• [EXERCISE INPUT]:
++++++++++++++++++++

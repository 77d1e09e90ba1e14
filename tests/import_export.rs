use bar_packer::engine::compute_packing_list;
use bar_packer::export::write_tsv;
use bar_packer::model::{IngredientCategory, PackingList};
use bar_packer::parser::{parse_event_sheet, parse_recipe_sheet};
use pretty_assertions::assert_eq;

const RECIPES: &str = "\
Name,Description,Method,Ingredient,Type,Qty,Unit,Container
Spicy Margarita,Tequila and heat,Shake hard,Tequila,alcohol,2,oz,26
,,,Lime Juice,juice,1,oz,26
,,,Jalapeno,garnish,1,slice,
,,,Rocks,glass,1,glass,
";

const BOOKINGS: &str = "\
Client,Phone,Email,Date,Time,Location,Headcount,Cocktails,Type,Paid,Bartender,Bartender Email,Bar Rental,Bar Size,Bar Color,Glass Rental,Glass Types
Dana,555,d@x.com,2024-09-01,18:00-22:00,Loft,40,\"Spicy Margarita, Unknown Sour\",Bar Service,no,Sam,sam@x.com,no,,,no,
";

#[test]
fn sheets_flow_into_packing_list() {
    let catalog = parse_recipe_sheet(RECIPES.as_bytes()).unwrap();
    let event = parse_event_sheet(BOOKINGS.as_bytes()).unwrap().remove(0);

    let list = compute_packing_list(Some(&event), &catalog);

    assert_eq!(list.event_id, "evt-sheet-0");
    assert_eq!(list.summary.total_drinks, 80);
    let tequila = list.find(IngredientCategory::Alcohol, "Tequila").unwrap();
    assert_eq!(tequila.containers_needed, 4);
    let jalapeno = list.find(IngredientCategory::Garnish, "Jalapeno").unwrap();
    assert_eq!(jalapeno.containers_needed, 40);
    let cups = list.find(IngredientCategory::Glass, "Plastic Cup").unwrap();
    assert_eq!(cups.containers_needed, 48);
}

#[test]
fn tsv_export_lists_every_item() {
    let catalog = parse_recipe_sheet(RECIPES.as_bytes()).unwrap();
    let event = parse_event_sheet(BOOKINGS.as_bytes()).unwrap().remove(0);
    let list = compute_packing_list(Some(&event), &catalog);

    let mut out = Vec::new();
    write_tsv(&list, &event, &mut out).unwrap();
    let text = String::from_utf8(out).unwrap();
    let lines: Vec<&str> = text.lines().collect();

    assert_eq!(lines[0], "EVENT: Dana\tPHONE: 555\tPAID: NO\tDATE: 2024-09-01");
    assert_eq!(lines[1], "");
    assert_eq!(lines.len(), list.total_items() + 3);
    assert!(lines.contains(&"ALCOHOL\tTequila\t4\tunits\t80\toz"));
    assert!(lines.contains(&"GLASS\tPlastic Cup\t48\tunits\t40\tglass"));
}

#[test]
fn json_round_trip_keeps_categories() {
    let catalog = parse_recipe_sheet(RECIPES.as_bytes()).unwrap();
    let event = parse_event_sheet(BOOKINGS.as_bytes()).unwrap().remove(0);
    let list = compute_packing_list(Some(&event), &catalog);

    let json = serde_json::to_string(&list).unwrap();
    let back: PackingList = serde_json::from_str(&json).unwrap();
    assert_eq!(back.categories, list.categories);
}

++++++++++++++++++++

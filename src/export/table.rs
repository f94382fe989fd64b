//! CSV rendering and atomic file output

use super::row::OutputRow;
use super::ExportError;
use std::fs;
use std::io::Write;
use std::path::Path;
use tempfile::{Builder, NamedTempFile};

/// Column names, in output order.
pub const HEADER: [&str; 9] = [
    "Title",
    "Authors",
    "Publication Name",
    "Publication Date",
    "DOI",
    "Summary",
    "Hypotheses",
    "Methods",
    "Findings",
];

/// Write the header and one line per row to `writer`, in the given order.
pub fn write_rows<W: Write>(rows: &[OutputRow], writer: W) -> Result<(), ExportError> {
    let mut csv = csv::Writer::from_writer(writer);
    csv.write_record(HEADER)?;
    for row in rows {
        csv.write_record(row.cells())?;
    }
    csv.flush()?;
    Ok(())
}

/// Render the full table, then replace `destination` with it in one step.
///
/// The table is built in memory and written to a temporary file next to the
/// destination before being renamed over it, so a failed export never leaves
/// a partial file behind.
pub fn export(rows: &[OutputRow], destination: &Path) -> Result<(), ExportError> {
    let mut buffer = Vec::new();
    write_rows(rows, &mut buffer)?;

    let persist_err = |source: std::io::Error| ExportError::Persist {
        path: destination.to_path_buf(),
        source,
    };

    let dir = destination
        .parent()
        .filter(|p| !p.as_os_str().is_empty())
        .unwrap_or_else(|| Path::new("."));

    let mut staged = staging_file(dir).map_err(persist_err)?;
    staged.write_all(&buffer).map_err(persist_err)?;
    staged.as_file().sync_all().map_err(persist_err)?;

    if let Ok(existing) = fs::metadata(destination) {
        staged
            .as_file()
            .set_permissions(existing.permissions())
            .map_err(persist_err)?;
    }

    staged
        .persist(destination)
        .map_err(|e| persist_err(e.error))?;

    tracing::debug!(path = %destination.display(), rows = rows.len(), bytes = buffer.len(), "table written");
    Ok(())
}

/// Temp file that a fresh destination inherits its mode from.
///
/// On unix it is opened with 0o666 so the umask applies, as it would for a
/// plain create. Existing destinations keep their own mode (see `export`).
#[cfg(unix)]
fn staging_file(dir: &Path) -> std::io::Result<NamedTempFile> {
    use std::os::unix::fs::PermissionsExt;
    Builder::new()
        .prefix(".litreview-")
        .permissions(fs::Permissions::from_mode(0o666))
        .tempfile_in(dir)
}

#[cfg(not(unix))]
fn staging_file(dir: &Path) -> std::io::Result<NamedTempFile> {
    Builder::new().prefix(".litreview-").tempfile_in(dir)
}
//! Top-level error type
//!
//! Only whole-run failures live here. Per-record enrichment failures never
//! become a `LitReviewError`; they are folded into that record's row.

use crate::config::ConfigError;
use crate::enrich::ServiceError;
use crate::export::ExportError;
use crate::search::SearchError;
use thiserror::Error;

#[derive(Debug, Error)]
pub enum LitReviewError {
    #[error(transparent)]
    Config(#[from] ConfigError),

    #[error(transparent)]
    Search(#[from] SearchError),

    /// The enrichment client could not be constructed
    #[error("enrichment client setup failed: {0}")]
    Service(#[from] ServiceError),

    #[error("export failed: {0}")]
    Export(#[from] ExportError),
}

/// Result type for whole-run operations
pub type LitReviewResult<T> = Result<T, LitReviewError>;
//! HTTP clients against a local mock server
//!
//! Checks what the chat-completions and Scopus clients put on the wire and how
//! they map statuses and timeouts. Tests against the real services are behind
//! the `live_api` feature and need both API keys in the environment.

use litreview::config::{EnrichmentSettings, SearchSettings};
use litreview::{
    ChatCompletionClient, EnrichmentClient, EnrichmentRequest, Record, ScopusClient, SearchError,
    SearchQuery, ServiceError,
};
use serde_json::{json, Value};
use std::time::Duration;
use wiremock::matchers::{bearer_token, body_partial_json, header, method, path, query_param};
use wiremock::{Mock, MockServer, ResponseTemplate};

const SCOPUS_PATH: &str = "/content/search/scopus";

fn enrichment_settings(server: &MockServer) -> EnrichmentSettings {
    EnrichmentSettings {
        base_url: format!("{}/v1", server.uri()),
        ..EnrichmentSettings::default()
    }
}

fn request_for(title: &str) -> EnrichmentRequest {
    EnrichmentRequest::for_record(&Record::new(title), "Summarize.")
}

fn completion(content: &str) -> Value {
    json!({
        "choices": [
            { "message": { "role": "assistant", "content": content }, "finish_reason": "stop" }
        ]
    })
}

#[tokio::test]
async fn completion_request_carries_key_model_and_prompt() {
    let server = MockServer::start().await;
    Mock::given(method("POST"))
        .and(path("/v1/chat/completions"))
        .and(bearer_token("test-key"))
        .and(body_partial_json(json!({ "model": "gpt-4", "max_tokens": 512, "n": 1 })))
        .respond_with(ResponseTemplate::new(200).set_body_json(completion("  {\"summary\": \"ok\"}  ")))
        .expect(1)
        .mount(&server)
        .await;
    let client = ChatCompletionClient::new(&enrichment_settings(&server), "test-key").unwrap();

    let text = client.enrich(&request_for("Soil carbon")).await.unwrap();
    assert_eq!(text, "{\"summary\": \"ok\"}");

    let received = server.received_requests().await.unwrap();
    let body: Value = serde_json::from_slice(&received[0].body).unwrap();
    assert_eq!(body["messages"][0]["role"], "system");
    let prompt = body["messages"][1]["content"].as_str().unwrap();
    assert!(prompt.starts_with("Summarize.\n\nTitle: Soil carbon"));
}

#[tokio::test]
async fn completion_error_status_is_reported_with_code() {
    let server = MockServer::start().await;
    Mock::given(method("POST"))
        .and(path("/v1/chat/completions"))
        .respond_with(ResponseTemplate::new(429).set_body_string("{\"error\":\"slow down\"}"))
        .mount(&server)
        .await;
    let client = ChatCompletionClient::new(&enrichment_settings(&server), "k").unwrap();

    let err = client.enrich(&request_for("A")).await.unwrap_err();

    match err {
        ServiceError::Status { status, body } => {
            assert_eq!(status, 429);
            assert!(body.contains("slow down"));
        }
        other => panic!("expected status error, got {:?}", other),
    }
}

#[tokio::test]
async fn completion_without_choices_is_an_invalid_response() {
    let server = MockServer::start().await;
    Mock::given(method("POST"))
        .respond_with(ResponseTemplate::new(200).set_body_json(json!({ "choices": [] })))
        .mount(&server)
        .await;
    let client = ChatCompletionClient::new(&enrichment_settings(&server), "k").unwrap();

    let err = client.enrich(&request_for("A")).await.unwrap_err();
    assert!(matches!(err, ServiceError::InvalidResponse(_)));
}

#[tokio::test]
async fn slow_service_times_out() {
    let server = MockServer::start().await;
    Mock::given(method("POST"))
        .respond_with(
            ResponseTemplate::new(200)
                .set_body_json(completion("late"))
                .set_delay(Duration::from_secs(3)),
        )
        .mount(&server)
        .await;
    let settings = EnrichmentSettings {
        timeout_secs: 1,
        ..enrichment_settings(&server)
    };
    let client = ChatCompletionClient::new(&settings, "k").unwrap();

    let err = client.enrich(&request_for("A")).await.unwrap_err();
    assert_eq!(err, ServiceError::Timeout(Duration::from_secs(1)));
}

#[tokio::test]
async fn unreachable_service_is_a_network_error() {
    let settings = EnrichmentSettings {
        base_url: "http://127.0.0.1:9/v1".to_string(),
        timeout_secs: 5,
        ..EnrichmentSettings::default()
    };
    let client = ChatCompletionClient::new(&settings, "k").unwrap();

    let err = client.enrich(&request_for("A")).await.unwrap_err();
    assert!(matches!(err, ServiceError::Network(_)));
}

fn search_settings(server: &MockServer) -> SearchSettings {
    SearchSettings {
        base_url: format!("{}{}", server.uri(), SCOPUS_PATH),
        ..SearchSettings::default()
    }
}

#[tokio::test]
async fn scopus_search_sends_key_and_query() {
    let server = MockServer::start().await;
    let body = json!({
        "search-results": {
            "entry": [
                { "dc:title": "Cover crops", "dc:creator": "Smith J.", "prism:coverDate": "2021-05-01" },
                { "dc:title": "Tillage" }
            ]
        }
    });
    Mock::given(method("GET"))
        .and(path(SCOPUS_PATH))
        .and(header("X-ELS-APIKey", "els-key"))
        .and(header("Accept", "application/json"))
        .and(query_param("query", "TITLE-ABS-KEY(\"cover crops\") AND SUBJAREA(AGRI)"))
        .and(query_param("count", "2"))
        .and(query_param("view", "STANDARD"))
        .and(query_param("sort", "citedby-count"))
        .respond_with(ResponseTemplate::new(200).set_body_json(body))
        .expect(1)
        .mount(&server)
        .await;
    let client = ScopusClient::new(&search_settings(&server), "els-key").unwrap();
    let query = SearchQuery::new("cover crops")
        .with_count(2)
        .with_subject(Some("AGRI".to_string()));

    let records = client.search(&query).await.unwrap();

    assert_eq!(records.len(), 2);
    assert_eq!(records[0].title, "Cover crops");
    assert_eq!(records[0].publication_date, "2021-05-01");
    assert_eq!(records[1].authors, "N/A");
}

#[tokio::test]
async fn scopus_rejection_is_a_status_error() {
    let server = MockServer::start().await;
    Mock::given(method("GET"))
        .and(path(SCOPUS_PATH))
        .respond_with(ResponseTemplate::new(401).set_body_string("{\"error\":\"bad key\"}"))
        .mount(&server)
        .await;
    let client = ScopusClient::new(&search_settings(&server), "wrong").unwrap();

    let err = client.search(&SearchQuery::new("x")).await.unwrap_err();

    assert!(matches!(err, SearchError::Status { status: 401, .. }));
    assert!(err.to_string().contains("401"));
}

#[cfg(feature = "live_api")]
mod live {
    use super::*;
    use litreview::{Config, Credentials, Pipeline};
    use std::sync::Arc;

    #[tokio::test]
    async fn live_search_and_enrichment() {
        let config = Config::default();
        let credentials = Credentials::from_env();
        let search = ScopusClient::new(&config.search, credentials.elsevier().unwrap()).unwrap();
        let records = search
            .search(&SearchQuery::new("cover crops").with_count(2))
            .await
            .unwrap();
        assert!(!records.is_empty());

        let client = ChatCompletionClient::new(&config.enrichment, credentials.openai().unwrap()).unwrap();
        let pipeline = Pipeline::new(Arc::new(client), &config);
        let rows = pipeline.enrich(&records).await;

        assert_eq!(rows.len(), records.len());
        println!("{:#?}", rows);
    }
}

++++++++++++++++++++

• [TASK REQUIREMENTS]: Take every line from the records above that has the word "cups" and copy it.

• [COMPLETED EXERCISE]:
    let cups = list.find(IngredientCategory::Glass, "Plastic Cup").unwrap();
    assert_eq!(cups.containers_needed, 48);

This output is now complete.